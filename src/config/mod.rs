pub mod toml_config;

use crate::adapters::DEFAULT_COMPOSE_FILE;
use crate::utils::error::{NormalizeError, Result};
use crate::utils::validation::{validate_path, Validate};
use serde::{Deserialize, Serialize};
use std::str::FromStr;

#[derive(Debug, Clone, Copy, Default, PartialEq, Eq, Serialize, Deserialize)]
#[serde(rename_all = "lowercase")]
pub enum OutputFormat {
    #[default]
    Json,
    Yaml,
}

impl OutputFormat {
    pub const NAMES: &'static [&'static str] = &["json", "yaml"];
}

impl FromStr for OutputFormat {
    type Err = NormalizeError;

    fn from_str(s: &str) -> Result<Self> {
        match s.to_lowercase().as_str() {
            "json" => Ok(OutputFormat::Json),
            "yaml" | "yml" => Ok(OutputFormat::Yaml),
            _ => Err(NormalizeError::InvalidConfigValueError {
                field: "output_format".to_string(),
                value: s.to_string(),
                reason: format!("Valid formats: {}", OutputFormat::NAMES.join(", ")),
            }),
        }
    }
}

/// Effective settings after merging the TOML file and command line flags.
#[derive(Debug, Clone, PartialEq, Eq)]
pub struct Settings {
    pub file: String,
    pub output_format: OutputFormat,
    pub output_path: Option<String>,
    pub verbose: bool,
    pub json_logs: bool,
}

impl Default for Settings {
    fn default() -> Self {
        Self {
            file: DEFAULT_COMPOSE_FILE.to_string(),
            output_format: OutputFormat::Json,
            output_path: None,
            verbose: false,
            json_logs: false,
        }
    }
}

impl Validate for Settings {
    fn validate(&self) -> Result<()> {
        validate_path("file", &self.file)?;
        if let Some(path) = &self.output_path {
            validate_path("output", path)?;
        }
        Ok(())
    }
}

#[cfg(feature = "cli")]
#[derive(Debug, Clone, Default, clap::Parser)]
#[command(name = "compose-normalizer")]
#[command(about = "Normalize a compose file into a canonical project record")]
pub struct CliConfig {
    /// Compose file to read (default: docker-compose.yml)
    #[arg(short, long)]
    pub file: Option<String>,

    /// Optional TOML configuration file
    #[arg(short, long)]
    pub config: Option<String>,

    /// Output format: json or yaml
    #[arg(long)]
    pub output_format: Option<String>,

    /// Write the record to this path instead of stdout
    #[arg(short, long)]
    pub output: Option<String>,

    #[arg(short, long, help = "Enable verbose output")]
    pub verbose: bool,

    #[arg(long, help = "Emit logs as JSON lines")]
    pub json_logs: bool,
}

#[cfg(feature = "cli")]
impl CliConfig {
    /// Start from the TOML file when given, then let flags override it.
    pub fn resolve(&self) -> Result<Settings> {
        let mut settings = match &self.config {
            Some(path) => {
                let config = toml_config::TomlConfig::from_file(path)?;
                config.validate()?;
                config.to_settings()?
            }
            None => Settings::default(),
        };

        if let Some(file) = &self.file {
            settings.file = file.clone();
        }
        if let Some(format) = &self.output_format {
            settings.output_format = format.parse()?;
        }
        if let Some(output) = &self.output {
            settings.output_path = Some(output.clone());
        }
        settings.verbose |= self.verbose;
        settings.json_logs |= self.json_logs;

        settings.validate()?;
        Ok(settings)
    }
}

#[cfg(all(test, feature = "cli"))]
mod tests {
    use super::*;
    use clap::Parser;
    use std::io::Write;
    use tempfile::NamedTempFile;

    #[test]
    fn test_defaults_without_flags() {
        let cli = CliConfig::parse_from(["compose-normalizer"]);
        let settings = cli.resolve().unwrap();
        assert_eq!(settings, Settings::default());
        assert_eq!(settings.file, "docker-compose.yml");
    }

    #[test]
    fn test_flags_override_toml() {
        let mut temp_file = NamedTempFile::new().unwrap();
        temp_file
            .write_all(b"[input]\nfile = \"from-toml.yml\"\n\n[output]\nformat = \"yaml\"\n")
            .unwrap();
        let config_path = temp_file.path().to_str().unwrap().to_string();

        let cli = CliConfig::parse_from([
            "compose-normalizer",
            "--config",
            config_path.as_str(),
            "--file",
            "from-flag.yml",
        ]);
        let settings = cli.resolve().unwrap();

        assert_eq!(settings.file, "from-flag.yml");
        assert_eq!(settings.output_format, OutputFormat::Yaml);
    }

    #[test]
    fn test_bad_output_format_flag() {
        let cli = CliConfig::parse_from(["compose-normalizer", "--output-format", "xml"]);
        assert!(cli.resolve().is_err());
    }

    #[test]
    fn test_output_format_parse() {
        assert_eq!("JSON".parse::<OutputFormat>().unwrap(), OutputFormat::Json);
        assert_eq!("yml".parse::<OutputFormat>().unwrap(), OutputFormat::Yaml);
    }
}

=====

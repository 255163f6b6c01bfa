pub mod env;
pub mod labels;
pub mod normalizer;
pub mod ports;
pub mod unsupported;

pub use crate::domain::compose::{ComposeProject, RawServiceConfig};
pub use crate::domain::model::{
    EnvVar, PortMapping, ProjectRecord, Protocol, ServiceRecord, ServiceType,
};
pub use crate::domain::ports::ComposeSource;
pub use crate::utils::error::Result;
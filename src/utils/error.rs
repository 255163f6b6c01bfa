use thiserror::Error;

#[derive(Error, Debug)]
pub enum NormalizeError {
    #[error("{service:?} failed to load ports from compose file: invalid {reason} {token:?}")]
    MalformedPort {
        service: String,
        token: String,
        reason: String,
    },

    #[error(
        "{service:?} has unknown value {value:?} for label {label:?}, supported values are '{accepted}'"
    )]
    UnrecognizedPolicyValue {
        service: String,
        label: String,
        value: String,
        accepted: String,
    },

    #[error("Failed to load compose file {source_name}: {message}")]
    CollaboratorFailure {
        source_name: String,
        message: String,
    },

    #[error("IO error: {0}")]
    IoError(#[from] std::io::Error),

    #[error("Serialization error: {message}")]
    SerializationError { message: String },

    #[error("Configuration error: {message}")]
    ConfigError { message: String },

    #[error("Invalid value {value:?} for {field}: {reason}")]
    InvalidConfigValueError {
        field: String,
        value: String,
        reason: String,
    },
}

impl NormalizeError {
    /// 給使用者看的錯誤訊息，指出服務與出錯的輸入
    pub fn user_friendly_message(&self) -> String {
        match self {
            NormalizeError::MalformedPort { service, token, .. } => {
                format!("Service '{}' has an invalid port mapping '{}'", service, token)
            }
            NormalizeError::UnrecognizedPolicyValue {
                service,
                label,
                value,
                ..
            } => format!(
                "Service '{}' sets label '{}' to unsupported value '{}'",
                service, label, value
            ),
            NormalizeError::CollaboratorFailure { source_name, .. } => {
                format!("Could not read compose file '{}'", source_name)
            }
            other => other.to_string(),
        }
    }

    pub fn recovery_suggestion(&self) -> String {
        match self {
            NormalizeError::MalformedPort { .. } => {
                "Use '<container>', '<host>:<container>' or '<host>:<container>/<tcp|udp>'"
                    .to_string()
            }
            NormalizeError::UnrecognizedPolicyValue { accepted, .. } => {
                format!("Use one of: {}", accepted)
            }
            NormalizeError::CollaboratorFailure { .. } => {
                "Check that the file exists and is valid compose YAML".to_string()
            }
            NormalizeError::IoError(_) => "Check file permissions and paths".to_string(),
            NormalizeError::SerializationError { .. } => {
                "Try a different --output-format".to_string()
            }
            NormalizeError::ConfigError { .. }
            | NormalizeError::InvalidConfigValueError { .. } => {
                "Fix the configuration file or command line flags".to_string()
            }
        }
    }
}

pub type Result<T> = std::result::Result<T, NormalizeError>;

=====

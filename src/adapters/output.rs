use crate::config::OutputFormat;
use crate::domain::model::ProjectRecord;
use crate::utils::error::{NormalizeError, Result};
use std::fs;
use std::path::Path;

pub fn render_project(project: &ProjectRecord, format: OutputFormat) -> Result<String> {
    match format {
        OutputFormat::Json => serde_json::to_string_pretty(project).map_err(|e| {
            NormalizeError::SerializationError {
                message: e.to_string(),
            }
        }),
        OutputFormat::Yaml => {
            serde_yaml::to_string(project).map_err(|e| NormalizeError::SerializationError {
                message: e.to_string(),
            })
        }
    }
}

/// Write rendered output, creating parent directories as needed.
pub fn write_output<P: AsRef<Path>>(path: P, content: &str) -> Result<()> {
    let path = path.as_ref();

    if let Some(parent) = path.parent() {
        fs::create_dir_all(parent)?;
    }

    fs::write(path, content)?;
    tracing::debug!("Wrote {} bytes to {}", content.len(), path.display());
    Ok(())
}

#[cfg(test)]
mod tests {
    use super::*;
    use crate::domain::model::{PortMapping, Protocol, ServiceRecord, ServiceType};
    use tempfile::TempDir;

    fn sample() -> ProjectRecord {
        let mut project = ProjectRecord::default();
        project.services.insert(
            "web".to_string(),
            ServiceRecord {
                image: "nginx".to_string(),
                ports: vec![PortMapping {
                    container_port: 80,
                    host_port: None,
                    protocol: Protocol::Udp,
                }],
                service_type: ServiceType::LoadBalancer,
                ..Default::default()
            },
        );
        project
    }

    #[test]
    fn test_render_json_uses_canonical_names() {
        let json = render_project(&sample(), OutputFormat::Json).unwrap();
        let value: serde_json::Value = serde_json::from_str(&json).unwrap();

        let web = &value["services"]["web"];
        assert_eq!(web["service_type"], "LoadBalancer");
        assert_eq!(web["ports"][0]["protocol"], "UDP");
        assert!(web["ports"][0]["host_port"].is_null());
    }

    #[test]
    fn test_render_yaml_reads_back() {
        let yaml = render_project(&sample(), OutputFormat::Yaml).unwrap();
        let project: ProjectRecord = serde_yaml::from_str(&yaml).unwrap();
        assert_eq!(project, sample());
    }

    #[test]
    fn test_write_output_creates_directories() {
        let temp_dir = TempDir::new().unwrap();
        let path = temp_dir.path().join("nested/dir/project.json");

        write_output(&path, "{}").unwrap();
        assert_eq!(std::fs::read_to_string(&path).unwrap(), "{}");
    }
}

=====

Description of the task: Report back each line of the entries that holds the string "command".

Exercise response:
/// Effective settings after merging the TOML file and command line flags.
#[command(name = "compose-normalizer")]
#[command(about = "Normalize a compose file into a canonical project record")]
                "Fix the configuration file or command line flags".to_string()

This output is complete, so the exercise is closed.